MercatorNet 6 September 2018
New Zealand’s foremost family advocacy group, Family First, faces losing its charitable status after a judgement from the High Court finding that its purposes and activities are not predominantly for the public good. Coming after a five year battle in the wake of the country’s legalisation of same-sex marriage, the judgement points to the quiet erosion of free speech rights in the new environment.
Family First intend to take their case to the Court of Appeal, but the odds against it are mounting.
According to Justice Simon France the organisation’s “core purpose of promoting the traditional family unit cannot be shown to be in the public benefit in the charitable sense” under the relevant law.
Family First, he says, is primarily engaged in advocacy for “a specific viewpoint” about “family,” (note his avoidance of the definite article). This, “to the extent it involves law change favouring the traditional family unit, would on its face run counter to human rights law which prohibits discrimination on such bases. Unless able to be shown to be a reasonable limit, the position advocated for would be unlawful, an obstacle to charitable status.”
Although a previous court decision about Greenpeace (NZ) allowed that advocacy, as such, is not a disqualification for charitable status, Justice France said such cases were “scarce, and seem increasingly limited to purposes of almost universal acceptance.” In other words, saving whales by challenging ships on the high seas is considered a good thing by most people, while the traditional family is not.
The Child Poverty Action Group is acceptable to the Charities Board, but a group that advocates the family “form” that prevents poverty (as the evidence shows) is not. Amnesty International New Zealand Inc is considered charitable although it advocates for abortion rights – that is, destroying family members; likewise the NZ Drug Foundation, which would have far less work to do at much less cost to the public if children were raised by their own, married mother and father.
These and other groups operate in a similar way to Family First, which supports their right to exist and be recognised as part of freedom of expression and open debate in a civil society. Yet only the family organisation is treated as a pariah.
Assumptions about ‘public benefit’
This is the second time that Family First has gone to court to fight deregistration by the Charities Board. The board first moved against the group in 2013 after the legalisation of same-sex marriage in New Zealand. Family First had campaigned against the law change, advancing arguments for the natural or traditional model of marriage and the family, just as other groups with charitable status had advocated for change.
The High Court at Wellington in 2015 accepted Family First’s submission that this type of advocacy made it “analogous to organisations that have advocated for the ‘mental and moral improvement’ of society…” in the past. Justice Collins directed the board to reconsider deregistration in this light, even though its members “may personally disagree with the views of Family First…” However, he left open the question of whether Family First’s purposes “are for the benefit of the public.”

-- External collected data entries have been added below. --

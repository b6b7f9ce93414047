// SPDX-FileCopyrightText: Copyright (c) 2018-2025 slowtec GmbH <post@slowtec.de>
// SPDX-License-Identifier: MIT OR Apache-2.0

//! Modbus serial RTU

use std::time::Duration;

use log::{debug, trace};

use crate::{
    error::{Error, Exception},
    frame::FunctionCode,
    port::Port,
    transport::Transport,
    SlaveId,
};

mod crc;

pub use self::crc::{crc16, Crc16};

// [MODBUS over Serial Line Specification and Implementation Guide V1.02](http://modbus.org/docs/Modbus_over_serial_line_V1_02.pdf), page 13
// "The maximum size of a MODBUS RTU frame is 256 bytes."
pub const MAX_FRAME_LEN: usize = 256;

/// The default idle window that ends a frame.
///
/// The serial line spec mandates a 3.5 character inter-frame gap; 2 ms is
/// a conservative floor for lines at 9600 baud and above. Lower baud
/// rates need [`RtuTransport::set_inter_byte_timeout`].
pub const DEFAULT_INTER_BYTE_TIMEOUT: Duration = Duration::from_millis(2);

/// A Modbus RTU master over a serial port.
///
/// One transaction at a time: the framer writes
/// `[address, function, payload.., crc_lo, crc_hi]`, then consumes the
/// reply byte by byte until the line goes idle and classifies it into a
/// payload, an exception or one of the framing failures.
///
/// Whether the reply is an exception response (5 bytes, one code byte)
/// or a normal response (variable, consumed into the caller's buffer)
/// is decided while byte 1 is read, before the length is known.
#[derive(Debug)]
pub struct RtuTransport<P> {
    port: P,
    inter_byte_timeout: Duration,
}

impl<P: Port> RtuTransport<P> {
    /// Create a new RTU master owning `port`.
    pub fn new(port: P) -> Self {
        Self {
            port,
            inter_byte_timeout: DEFAULT_INTER_BYTE_TIMEOUT,
        }
    }

    /// Access the owned port.
    pub fn port_mut(&mut self) -> &mut P {
        &mut self.port
    }

    /// Override the inter-byte idle window that ends a frame.
    pub fn set_inter_byte_timeout(&mut self, timeout: Duration) {
        self.inter_byte_timeout = timeout;
    }
}

impl<P: Port> Transport for RtuTransport<P> {
    fn raw_command(
        &mut self,
        slave_id: SlaveId,
        function: FunctionCode,
        buf: &mut [u8],
        request_len: usize,
        response_len: usize,
        timeout: Duration,
    ) -> Result<usize, Error> {
        debug_assert!(request_len <= buf.len());
        debug_assert!(response_len <= buf.len());

        let function_code = function.value();
        trace!(
            "--> slave {slave_id} fn {function} request {:02X?}",
            &buf[..request_len]
        );

        {
            let mut crc = Crc16::new();
            crc.update(slave_id);
            crc.update(function_code);
            crc.update_slice(&buf[..request_len]);
            let crc = crc.value();

            self.port.write(slave_id)?;
            self.port.write(function_code)?;
            for &byte in &buf[..request_len] {
                self.port.write(byte)?;
            }
            self.port.write((crc & 0xFF) as u8)?;
            self.port.write((crc >> 8) as u8)?;
        }

        if timeout.is_zero() {
            // No response is expected at all, e.g. for a broadcast.
            return Err(Error::Timeout);
        }

        let mut crc = Crc16::new();
        let mut invalid = false;
        let mut exception = false;
        let mut exception_code = 0u8;

        // The first byte gets the caller's timeout; afterwards the first
        // idle gap ends the frame.
        let mut i = 0;
        let mut next = self.port.read(timeout)?;
        while let Some(byte) = next {
            crc.update(byte);
            if i == 0 {
                if byte != slave_id {
                    invalid = true;
                }
            } else if i == 1 {
                if byte == (function_code | 0x80) {
                    exception = true;
                } else if byte != function_code {
                    invalid = true;
                }
            } else if exception {
                // The byte after the exception marker is the exception
                // code. It has its own destination and never reaches the
                // response buffer.
                if i == 2 {
                    exception_code = byte;
                } else if i >= MAX_FRAME_LEN {
                    return Err(Error::BadFrame);
                } else if i >= 5 {
                    invalid = true;
                }
            } else if i - 2 < response_len {
                buf[i - 2] = byte;
            } else if i >= MAX_FRAME_LEN {
                // 1 byte slave id, 253 bytes PDU and 2 bytes crc.
                return Err(Error::BadFrame);
            } else if i >= 4 + response_len {
                // Response larger than what the caller expects.
                invalid = true;
            }
            i += 1;
            next = self.port.read(self.inter_byte_timeout)?;
        }

        let n = i;

        if n == 0 {
            // No bytes were read before the first timeout.
            return Err(Error::Timeout);
        }

        if n < 4 {
            // Any valid modbus message is at least four bytes.
            debug!("<-- slave {slave_id} fn {function}: short frame ({n} bytes)");
            return Err(Error::BadFrame);
        }

        if crc.value() != 0 {
            debug!("<-- slave {slave_id} fn {function}: crc mismatch");
            return Err(Error::BadCrc);
        }

        if invalid || (exception && n != 5) {
            debug!("<-- slave {slave_id} fn {function}: unexpected response shape");
            return Err(Error::InvalidResponse);
        }

        if exception {
            let Ok(exception) = Exception::try_from(exception_code) else {
                debug!(
                    "<-- slave {slave_id} fn {function}: unknown exception code {exception_code:#04X}"
                );
                return Err(Error::InvalidResponse);
            };
            return Err(exception.into());
        }

        trace!(
            "<-- slave {slave_id} fn {function} response {:02X?}",
            &buf[..n - 4]
        );
        Ok(n - 4)
    }
}

#[cfg(test)]
mod tests {
    use super::*;
    use crate::port::{Parity, StopBits};
    use std::collections::VecDeque;
    use std::io;

    const TIMEOUT: Duration = Duration::from_millis(100);

    #[derive(Default)]
    struct ScriptedPort {
        written: Vec<u8>,
        replay: VecDeque<u8>,
        reads: usize,
    }

    impl ScriptedPort {
        fn replaying(frame: &[u8]) -> Self {
            Self {
                replay: frame.iter().copied().collect(),
                ..Self::default()
            }
        }
    }

    impl Port for ScriptedPort {
        fn write(&mut self, byte: u8) -> io::Result<()> {
            self.written.push(byte);
            Ok(())
        }

        fn read(&mut self, _timeout: Duration) -> io::Result<Option<u8>> {
            self.reads += 1;
            Ok(self.replay.pop_front())
        }

        fn configure(&mut self, _: u32, _: Parity, _: StopBits) -> io::Result<()> {
            Ok(())
        }
    }

    fn with_crc(body: &[u8]) -> Vec<u8> {
        let crc = crc16(body);
        let mut frame = body.to_vec();
        frame.push((crc & 0xFF) as u8);
        frame.push((crc >> 8) as u8);
        frame
    }

    fn command(
        rtu: &mut RtuTransport<ScriptedPort>,
        request: &[u8],
        response_len: usize,
        timeout: Duration,
    ) -> Result<Vec<u8>, Error> {
        let mut buf = [0u8; 251];
        buf[..request.len()].copy_from_slice(request);
        let n = rtu.raw_command(
            0x11,
            FunctionCode::ReadHoldingRegisters,
            &mut buf,
            request.len(),
            response_len,
            timeout,
        )?;
        Ok(buf[..n].to_vec())
    }

    #[test]
    fn frames_the_request() {
        let mut rtu = RtuTransport::new(ScriptedPort::replaying(&with_crc(&[
            0x11, 0x03, 0x02, 0x02, 0x2B,
        ])));
        let payload = command(&mut rtu, &[0x00, 0x6B, 0x00, 0x01], 3, TIMEOUT).unwrap();
        assert_eq!(payload, [0x02, 0x02, 0x2B]);
        assert_eq!(
            rtu.port_mut().written,
            with_crc(&[0x11, 0x03, 0x00, 0x6B, 0x00, 0x01])
        );
    }

    #[test]
    fn broadcast_skips_the_read() {
        let mut rtu = RtuTransport::new(ScriptedPort::default());
        let err = command(&mut rtu, &[0x00, 0x6B, 0x00, 0x01], 3, Duration::ZERO).unwrap_err();
        assert!(matches!(err, Error::Timeout));
        let port = rtu.port_mut();
        assert_eq!(port.reads, 0);
        assert_eq!(port.written.len(), 8);
    }

    #[test]
    fn wrong_slave_address_is_invalid() {
        let mut rtu = RtuTransport::new(ScriptedPort::replaying(&with_crc(&[
            0x12, 0x03, 0x02, 0x02, 0x2B,
        ])));
        let err = command(&mut rtu, &[0x00, 0x6B, 0x00, 0x01], 3, TIMEOUT).unwrap_err();
        assert!(matches!(err, Error::InvalidResponse));
    }

    #[test]
    fn exception_frame_with_extra_bytes_is_invalid() {
        let mut rtu = RtuTransport::new(ScriptedPort::replaying(&with_crc(&[
            0x11, 0x83, 0x02, 0x00,
        ])));
        let err = command(&mut rtu, &[0x00, 0x6B, 0x00, 0x01], 3, TIMEOUT).unwrap_err();
        assert!(matches!(err, Error::InvalidResponse));
    }

    #[test]
    fn unknown_exception_code_is_invalid() {
        let mut rtu = RtuTransport::new(ScriptedPort::replaying(&with_crc(&[0x11, 0x83, 0x09])));
        let err = command(&mut rtu, &[0x00, 0x6B, 0x00, 0x01], 3, TIMEOUT).unwrap_err();
        assert!(matches!(err, Error::InvalidResponse));
    }

    #[test]
    fn overlong_frame_is_bad() {
        // 300 bytes with no idle gap exceed the 256 byte frame limit.
        let mut rtu = RtuTransport::new(ScriptedPort::replaying(&[0x11; 300]));
        let err = command(&mut rtu, &[0x00, 0x6B, 0x00, 0x01], 3, TIMEOUT).unwrap_err();
        assert!(matches!(err, Error::BadFrame));
    }
}
fn run<T: Transport>(client: &mut Client<T>, cli: &Cli) -> Result<()> {
    let slave = cli.slave_id;
    let mut args = Args::new(&cli.args);

    // Broadcast writes are fire and forget: send with a zero timeout and
    // let `check` treat the immediate timeout as completion. Reads keep
    // the normal timeout even on slave 0 and report it as the error it
    // is.
    let broadcast = slave == BROADCAST_SLAVE_ID && is_write_command(&cli.command);
    let timeout = if broadcast { Duration::ZERO } else { TIMEOUT };

    match cli.command.as_str() {
        "read-coils" => {
            let address = args.next_u16()?;
            let mut values = vec![0u8; args.next_u16()? as usize];
            check(
                client.read_coils(slave, address, &mut values, timeout),
                broadcast,
            )?;
            show_bits(address, &values);
        }
        "read-inputs" => {
            let address = args.next_u16()?;
            let mut values = vec![0u8; args.next_u16()? as usize];
            check(
                client.read_discrete_inputs(slave, address, &mut values, timeout),
                broadcast,
            )?;
            show_bits(address, &values);
        }
        "read-holding-registers" => {
            let address = args.next_u16()?;
            let mut values = vec![0u16; args.next_u16()? as usize];
            check(
                client.read_holding_registers(slave, address, &mut values, timeout),
                broadcast,
            )?;
            show_regs(address, &values);
        }
        "read-input-registers" => {
            let address = args.next_u16()?;
            let mut values = vec![0u16; args.next_u16()? as usize];
            check(
                client.read_input_registers(slave, address, &mut values, timeout),
                broadcast,
            )?;
            show_regs(address, &values);
        }
        "write-single-coil" => {
            let address = args.next_u16()?;
            let value = args.next_u16()? != 0;
            check(
                client.write_single_coil(slave, address, value, timeout),
                broadcast,
            )?;
        }
        "write-single-register" => {
            let address = args.next_u16()?;
            let value = args.next_u16()?;
            check(
                client.write_single_register(slave, address, value, timeout),
                broadcast,
            )?;
        }
        "write-multiple-coils" => {
            let address = args.next_u16()?;
            let values: Vec<bool> = args.rest_u16()?.iter().map(|v| *v != 0).collect();
            check(
                client.write_multiple_coils(slave, address, &values, timeout),
                broadcast,
            )?;
        }
        "write-multiple-registers" => {
            let address = args.next_u16()?;
            let values = args.rest_u16()?;
            check(
                client.write_multiple_registers(slave, address, &values, timeout),
                broadcast,
            )?;
        }
        "write-coils" => {
            let address = args.next_u16()?;
            let values: Vec<bool> = args.rest_u16()?.iter().map(|v| *v != 0).collect();
            check(
                client.write_coils(slave, address, &values, timeout),
                broadcast,
            )?;
        }
        "write-registers" => {
            let address = args.next_u16()?;
            let values = args.rest_u16()?;
            check(
                client.write_registers(slave, address, &values, timeout),
                broadcast,
            )?;
        }
        "read-file-record" => {
            let mut specs = Vec::new();
            let mut data: Vec<Vec<u16>> = Vec::new();
            while !args.is_empty() {
                let file_number = args.next_u16()?;
                let address = args.next_u16()?;
                let length = args.next_u16()?;
                specs.push((file_number, address));
                data.push(vec![0; length as usize]);
            }
            let mut groups: Vec<ReadFileGroup<'_>> = specs
                .iter()
                .zip(data.iter_mut())
                .map(|(&(file_number, address), data)| ReadFileGroup {
                    file_number,
                    address,
                    data,
                })
                .collect();
            check(
                client.read_file_record(slave, &mut groups, timeout),
                broadcast,
            )?;
            drop(groups);
            for (&(file_number, address), values) in specs.iter().zip(&data) {
                println!("FILE {file_number:#06X}:");
                show_regs(address, values);
            }
        }
        "write-file-record" => {
            let mut specs = Vec::new();
            let mut data: Vec<Vec<u16>> = Vec::new();
            while !args.is_empty() {
                let file_number = args.next_u16()?;
                let address = args.next_u16()?;
                let mut values = Vec::new();
                while let Some(value) = args.next_group_u16()? {
                    values.push(value);
                }
                specs.push((file_number, address));
                data.push(values);
            }
            let groups: Vec<WriteFileGroup<'_>> = specs
                .iter()
                .zip(&data)
                .map(|(&(file_number, address), data)| WriteFileGroup {
                    file_number,
                    address,
                    data,
                })
                .collect();
            check(
                client.write_file_record(slave, &groups, timeout),
                broadcast,
            )?;
        }
        "mask-write-register" => {
            let address = args.next_u16()?;
            let and_mask = args.next_u16()?;
            let or_mask = args.next_u16()?;
            check(
                client.mask_write_register(slave, address, and_mask, or_mask, timeout),
                broadcast,
            )?;
        }
        "read-write-registers" => {
            let read_address = args.next_u16()?;
            let mut read_values = vec![0u16; args.next_u16()? as usize];
            let write_address = args.next_u16()?;
            let write_values = args.rest_u16()?;
            check(
                client.read_write_registers(
                    slave,
                    write_address,
                    &write_values,
                    read_address,
                    &mut read_values,
                    timeout,
                ),
                broadcast,
            )?;
            show_regs(read_address, &read_values);
        }
        other => bail!("invalid command {other:?}"),
    }
    Ok(())
}

fn try_main(cli: &Cli) -> Result<()> {
    let mut port =
        SystemPort::open(&cli.port).with_context(|| format!("cannot open {}", cli.port))?;
    port.configure(
        cli.serial.baud_rate,
        cli.serial.parity,
        cli.serial.stop_bits,
    )
    .context("cannot configure the serial line")?;

    let mut client = Client::new(RtuTransport::new(port));
    run(&mut client, cli)
}

fn main() -> ExitCode {
    env_logger::init();
    let cli = Cli::parse();

    match try_main(&cli) {
        Ok(()) => ExitCode::SUCCESS,
        Err(err) => {
            eprintln!("error: {err:#}");
            ExitCode::FAILURE
        }
    }
}

#[cfg(test)]
mod tests {
    use super::*;
    use modbus_rtu_client::{FunctionCode, SlaveId};

    #[test]
    fn parse_numbers() {
        assert_eq!(parse_u16("13").unwrap(), 13);
        assert_eq!(parse_u16("0x6B").unwrap(), 0x6B);
        assert_eq!(parse_u16("0XFF00").unwrap(), 0xFF00);
        assert!(parse_u16("65536").is_err());
        assert!(parse_u16("0xG").is_err());
        assert!(parse_u16("").is_err());
    }

    #[test]
    fn parse_slave_ids() {
        assert_eq!(parse_slave_id("0"), Ok(0));
        assert_eq!(parse_slave_id("0x11"), Ok(0x11));
        assert_eq!(parse_slave_id("247"), Ok(247));
        assert!(parse_slave_id("248").is_err());
        assert!(parse_slave_id("abc").is_err());
    }

    #[test]
    fn parse_line_settings() {
        let settings: LineSettings = "9600".parse().unwrap();
        assert_eq!(settings.baud_rate, 9600);
        assert_eq!(settings.parity, Parity::None);
        assert_eq!(settings.stop_bits, StopBits::One);

        let settings: LineSettings = "19200E2".parse().unwrap();
        assert_eq!(settings.baud_rate, 19200);
        assert_eq!(settings.parity, Parity::Even);
        assert_eq!(settings.stop_bits, StopBits::Two);

        assert!("E1".parse::<LineSettings>().is_err());
        assert!("9600X1".parse::<LineSettings>().is_err());
        assert!("9600N12".parse::<LineSettings>().is_err());
    }

    #[test]
    fn file_record_group_scanning() {
        let raw: Vec<String> = ["4", "7", "0x06AF", ";", "3", "9", "1", "2"]
            .iter()
            .map(ToString::to_string)
            .collect();
        let mut args = Args::new(&raw);
        assert_eq!(args.next_u16().unwrap(), 4);
        assert_eq!(args.next_u16().unwrap(), 7);
        assert_eq!(args.next_group_u16().unwrap(), Some(0x06AF));
        assert_eq!(args.next_group_u16().unwrap(), None);
        assert_eq!(args.next_u16().unwrap(), 3);
        assert_eq!(args.next_u16().unwrap(), 9);
        assert_eq!(args.next_group_u16().unwrap(), Some(1));
        assert_eq!(args.next_group_u16().unwrap(), Some(2));
        assert_eq!(args.next_group_u16().unwrap(), None);
    }

    /// A transport on a line where nothing ever answers: every
    /// transaction ends in a timeout, exactly as the RTU framer reports a
    /// broadcast or a silent slave.
    #[derive(Default)]
    struct SilentTransport {
        timeouts: Vec<Duration>,
    }

    impl Transport for SilentTransport {
        fn raw_command(
            &mut self,
            _slave_id: SlaveId,
            _function: FunctionCode,
            _buf: &mut [u8],
            _request_len: usize,
            _response_len: usize,
            timeout: Duration,
        ) -> Result<usize, Error> {
            self.timeouts.push(timeout);
            Err(Error::Timeout)
        }
    }

    fn cli(slave_id: u8, command: &str, args: &[&str]) -> Cli {
        Cli {
            port: "/dev/null".to_string(),
            serial: "9600N1".parse().unwrap(),
            slave_id,
            command: command.to_string(),
            args: args.iter().map(ToString::to_string).collect(),
        }
    }

    #[test]
    fn broadcast_write_succeeds_on_the_immediate_timeout() {
        let mut client = Client::new(SilentTransport::default());
        run(&mut client, &cli(0, "write-single-register", &["0x01", "0x03"])).unwrap();
        assert_eq!(client.transport_mut().timeouts, [Duration::ZERO]);
    }

    #[test]
    fn broadcast_read_fails_loudly() {
        // A read to slave 0 gets no special treatment: the timeout is the
        // normal one and the resulting error is reported, never an
        // untouched buffer.
        let mut client = Client::new(SilentTransport::default());
        let err = run(
            &mut client,
            &cli(0, "read-holding-registers", &["0x6B", "1"]),
        )
        .unwrap_err();
        assert!(err.to_string().contains("timeout"));
        assert_eq!(client.transport_mut().timeouts, [TIMEOUT]);
    }

    #[test]
    fn broadcast_read_write_registers_fails_loudly() {
        let mut client = Client::new(SilentTransport::default());
        let err = run(
            &mut client,
            &cli(0, "read-write-registers", &["0x10", "1", "0x03", "0x05"]),
        )
        .unwrap_err();
        assert!(err.to_string().contains("timeout"));
        assert_eq!(client.transport_mut().timeouts, [TIMEOUT]);
    }

    #[test]
    fn unicast_write_timeout_is_an_error() {
        let mut client = Client::new(SilentTransport::default());
        let err = run(
            &mut client,
            &cli(0x11, "write-single-register", &["0x01", "0x03"]),
        )
        .unwrap_err();
        assert!(err.to_string().contains("timeout"));
        assert_eq!(client.transport_mut().timeouts, [TIMEOUT]);
    }

    #[test]
    fn write_commands_are_the_broadcastable_set() {
        for command in [
            "write-coils",
            "write-registers",
            "write-single-coil",
            "write-single-register",
            "write-multiple-coils",
            "write-multiple-registers",
            "write-file-record",
            "mask-write-register",
        ] {
            assert!(is_write_command(command), "{command}");
        }
        for command in [
            "read-coils",
            "read-inputs",
            "read-holding-registers",
            "read-input-registers",
            "read-file-record",
            "read-write-registers",
        ] {
            assert!(!is_write_command(command), "{command}");
        }
    }
}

Well, they are not, say the board and Justice France.
They were, back in 2007 when the organisation gained its charitable status, and for the next five years. Now, according to the court, advocating for the legal pre-eminence of the traditional family is probably against the country’s anti-discrimination law. As for its other purposes, such as reversal of laws legalising prostitution and banning smacking of children, along with opposition to abortion – these are even less likely to be in the public benefit. Furthermore, its many educational reports – packed with the findings of published studies – are merely, with one exception, “a series of publications promoting a cause.”